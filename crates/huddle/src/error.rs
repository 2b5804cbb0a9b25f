//! Error types for the huddle client.
//!
//! **Panic-Free Policy:** No `.unwrap()`, `.expect()` or `panic!()` outside tests.

use std::io;
use thiserror::Error;

/// Client errors.
#[derive(Error, Debug)]
pub enum ClientError {
    /// The server could not be reached.
    #[error("cannot dial server {addr}: {source}")]
    Connect {
        addr: String,
        #[source]
        source: io::Error,
    },

    /// I/O error on the socket or the terminal.
    #[error("IO error: {0}")]
    Io(#[from] io::Error),

    /// The server closed the connection.
    #[error("server closed the connection")]
    Disconnected,
}

/// Convenience Result type alias for client operations.
pub type Result<T> = std::result::Result<T, ClientError>;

⁂

### WHAT TO WORK ON
Please transcribe the full listing exactly, down to the last line.

### RESPONSE AREA
filename crates/huddle/src/error.rs
repository 2b5804cbb0a9b25f
//! Error types for the huddle client.
//!
//! **Panic-Free Policy:** No `.unwrap()`, `.expect()` or `panic!()` outside tests.

use std::io;
use thiserror::Error;

/// Client errors.
#[derive(Error, Debug)]
pub enum ClientError {
    /// The server could not be reached.
    #[error("cannot dial server {addr}: {source}")]
    Connect {
        addr: String,
        #[source]
        source: io::Error,
    },

    /// I/O error on the socket or the terminal.
    #[error("IO error: {0}")]
    Io(#[from] io::Error),

    /// The server closed the connection.
    #[error("server closed the connection")]
    Disconnected,
}

/// Convenience Result type alias for client operations.
pub type Result<T> = std::result::Result<T, ClientError>;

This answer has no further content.